▶ [INFORMATION SUPPLIED]:
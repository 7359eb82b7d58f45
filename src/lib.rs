pub mod bench; // Preset runs, parameter sweep, load statistics
pub mod config;
pub mod error;
pub mod host; // Plugin host and signal source contracts
pub mod timer;
pub mod worker; // Realtime-safe non-realtime work scheduling

pub use bench::{result::BenchResult, Bench, BenchState, Report};
pub use config::BenchConfig;
pub use error::{BenchError, ChannelError};
pub use host::{signal::SignalSource, urid::UridMap, AxisKind, ControlAxis, PluginHost, Preset};
pub use worker::{Responder, WorkResponse, Workee, Worker};
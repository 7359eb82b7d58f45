//! Benchmarks for the realtime-safe work handoff.

mod channel;
mod handoff;

pub use channel::bench_channel;
pub use handoff::bench_handoff;
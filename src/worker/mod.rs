//! Realtime-safe scheduling of non-realtime work.
//!
//! A plugin running on the processing thread may need work done that is not
//! allowed in a realtime callback (file IO, allocation, heavy setup). It hands
//! the work to a [`Worker`], which forwards it as a framed message to a
//! background thread. The background thread runs the [`Workee`] and may answer
//! through a [`Responder`]; answers are delivered back on the processing thread
//! by [`Worker::emit_responses`], once per processing cycle.
//!
//! ```text
//!  processing thread                      worker thread
//!  ─────────────────                      ─────────────
//!  schedule() ──► [requests channel] ──► Workee::work()
//!                                             │ respond()
//!  emit_responses() ◄── [responses channel] ◄─┘
//! ```
//!
//! The processing side never blocks: `schedule` fails when the request channel
//! is full and `emit_responses` stops at the first incomplete frame.

pub mod channel;
pub mod semaphore;

use std::{
    sync::{
        atomic::{AtomicBool, Ordering},
        Arc,
    },
    thread::{self, JoinHandle},
    time::Duration,
};

use tracing::{debug, warn};

use self::{
    channel::{channel, FrameReader, FrameWriter, HEADER_LEN},
    semaphore::Semaphore,
};
use crate::error::{BenchError, ChannelError, Result};

/// How long the worker sleeps before re-checking a request frame that is not
/// fully written yet.
pub const POLL_INTERVAL: Duration = Duration::from_millis(2);

/// Default byte capacity of each channel direction.
pub const DEFAULT_RING_SIZE: usize = 4096;

/// Non-realtime side of the work handoff. Runs on the worker thread.
pub trait Workee: Send {
    fn work(&mut self, request: &[u8], responder: &mut Responder);
}

impl<F> Workee for F
where
    F: FnMut(&[u8], &mut Responder) + Send,
{
    fn work(&mut self, request: &[u8], responder: &mut Responder) {
        self(request, responder)
    }
}

/// Receives responses on the processing thread.
pub trait WorkResponse {
    fn work_response(&mut self, response: &[u8]);
}

impl<F> WorkResponse for F
where
    F: FnMut(&[u8]),
{
    fn work_response(&mut self, response: &[u8]) {
        self(response)
    }
}

/// Handle the worker thread uses to send responses back.
pub struct Responder {
    responses: FrameWriter,
}

impl Responder {
    /// Queue a response for the processing thread.
    ///
    /// Fails when the response channel cannot take the whole frame; nothing is
    /// written in that case.
    pub fn respond(&mut self, data: &[u8]) -> std::result::Result<(), ChannelError> {
        self.responses.write_frame(data)
    }

    pub fn write_space(&self) -> usize {
        self.responses.write_space()
    }
}

struct Shared {
    wake: Semaphore,
    exit: AtomicBool,
}

/// Owns the worker thread and the processing-thread ends of both channels.
///
/// Dropping the worker signals exit, wakes the thread and joins it. Requests
/// still queued at that point are abandoned.
pub struct Worker {
    requests: FrameWriter,
    responses: FrameReader,
    response_buf: Vec<u8>,
    shared: Arc<Shared>,
    thread: Option<JoinHandle<()>>,
}

impl Worker {
    /// Start a worker thread running `workee`, with `ring_size` bytes per
    /// channel direction.
    pub fn spawn<W: Workee + 'static>(workee: W, ring_size: usize) -> Result<Self> {
        if ring_size <= HEADER_LEN {
            return Err(BenchError::InvalidConfig(format!(
                "worker ring size must exceed {HEADER_LEN} bytes, got {ring_size}"
            )));
        }

        let (requests, request_rx) = channel(ring_size);
        let (response_tx, responses) = channel(ring_size);
        let shared = Arc::new(Shared {
            wake: Semaphore::new(0),
            exit: AtomicBool::new(false),
        });

        let thread = {
            let shared = shared.clone();
            let responder = Responder {
                responses: response_tx,
            };
            thread::Builder::new()
                .name("lv2bm-worker".into())
                .spawn(move || run(workee, request_rx, responder, &shared))?
        };

        Ok(Self {
            requests,
            responses,
            response_buf: Vec::with_capacity(ring_size),
            shared,
            thread: Some(thread),
        })
    }

    pub fn ring_size(&self) -> usize {
        self.requests.capacity()
    }

    /// Queue work for the worker thread. Processing thread only.
    ///
    /// Never blocks. An `Err` means the work was dropped.
    pub fn schedule(&mut self, data: &[u8]) -> std::result::Result<(), ChannelError> {
        self.requests.write_frame(data)?;
        self.shared.wake.post();
        Ok(())
    }

    /// Deliver every complete response that was queued when the call started.
    /// Processing thread only.
    ///
    /// Stops early at an incomplete frame, which is picked up next cycle.
    /// Returns how many responses were delivered.
    pub fn emit_responses<R: WorkResponse + ?Sized>(&mut self, handler: &mut R) -> usize {
        let mut remaining = self.responses.read_space();
        let mut delivered = 0;

        while remaining >= HEADER_LEN {
            let Some(response) = self.responses.read_frame(&mut self.response_buf) else {
                break;
            };
            remaining = remaining.saturating_sub(HEADER_LEN + response.len());
            handler.work_response(response);
            delivered += 1;
        }

        delivered
    }
}

impl Drop for Worker {
    fn drop(&mut self) {
        self.shared.exit.store(true, Ordering::Release);
        self.shared.wake.post();

        if let Some(thread) = self.thread.take() {
            if thread.join().is_err() {
                warn!("worker thread panicked");
            }
        }
    }
}

fn run<W: Workee>(
    mut workee: W,
    mut requests: FrameReader,
    mut responder: Responder,
    shared: &Shared,
) {
    debug!("worker thread started");
    let mut request_buf = Vec::new();

    loop {
        shared.wake.wait();
        if shared.exit.load(Ordering::Acquire) {
            break;
        }

        if requests.read_space() < HEADER_LEN {
            warn!("worker woken with no work data on the request channel");
            continue;
        }

        while requests.pending_frame_len().is_none() {
            thread::sleep(POLL_INTERVAL);
            if shared.exit.load(Ordering::Acquire) {
                debug!("worker thread exiting with a partial request pending");
                return;
            }
        }

        let Some(request) = requests.read_frame(&mut request_buf) else {
            warn!("failed to read request frame");
            continue;
        };
        workee.work(request, &mut responder);
    }

    debug!("worker thread exiting");
}
use std::{
    fs,
    io::ErrorKind,
    path::{Component, Path, PathBuf},
};

use crate::Error;

/// The scratch directory a single fork is fetched, patched and built in.
#[derive(Debug)]
pub struct Workspace {
    path: PathBuf,
}

impl Workspace {
    /// Creates an empty `<root>/<name>` directory, deleting whatever was
    /// there before.
    pub fn reset(root: &Path, name: &str) -> Result<Self, Error> {
        let mut components = Path::new(name).components();
        let single_normal = matches!(components.next(), Some(Component::Normal(_)))
            && components.next().is_none();
        if !single_normal {
            return Err(Error::InvalidForkName(name.to_string()));
        }
        let path = root.join(name);
        remove_path(&path)?;
        fs::create_dir(&path).map_err(|source| Error::Workspace {
            path: path.clone(),
            source,
        })?;
        Ok(Workspace { path })
    }

    pub fn path(&self) -> &Path {
        &self.path
    }

    /// Deletes the workspace and everything in it.
    pub fn remove(self) -> Result<(), Error> {
        remove_path(&self.path)
    }
}

fn remove_path(path: &Path) -> Result<(), Error> {
    let result = match fs::symlink_metadata(path) {
        Ok(meta) if meta.is_dir() => {
            log::debug!(path:% = path.display(); "removing directory");
            fs::remove_dir_all(path)
        }
        Ok(_) => fs::remove_file(path),
        Err(err) if err.kind() == ErrorKind::NotFound => Ok(()),
        Err(err) => Err(err),
    };
    result.map_err(|source| Error::Workspace {
        path: path.to_path_buf(),
        source,
    })
}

▶ [EXERCISE REQUIREMENTS]:
Retype, exactly as written, everything from the first line of the data above through the line containing "message to a". Nothing else should appear.

▶ [OUTPUT BELOW]:
repository 7359eb82b7d58f45
filename src/lib.rs
pub mod bench; // Preset runs, parameter sweep, load statistics
pub mod config;
pub mod error;
pub mod host; // Plugin host and signal source contracts
pub mod timer;
pub mod worker; // Realtime-safe non-realtime work scheduling

pub use bench::{result::BenchResult, Bench, BenchState, Report};
pub use config::BenchConfig;
pub use error::{BenchError, ChannelError};
pub use host::{signal::SignalSource, urid::UridMap, AxisKind, ControlAxis, PluginHost, Preset};
pub use worker::{Responder, WorkResponse, Workee, Worker};
repository 7359eb82b7d58f45
//! Benchmarks for the realtime-safe work handoff.

mod channel;
mod handoff;

pub use channel::bench_channel;
pub use handoff::bench_handoff;
filename src/worker/mod.rs
//! Realtime-safe scheduling of non-realtime work.
//!
//! A plugin running on the processing thread may need work done that is not
//! allowed in a realtime callback (file IO, allocation, heavy setup). It hands
//! the work to a [`Worker`], which forwards it as a framed message to a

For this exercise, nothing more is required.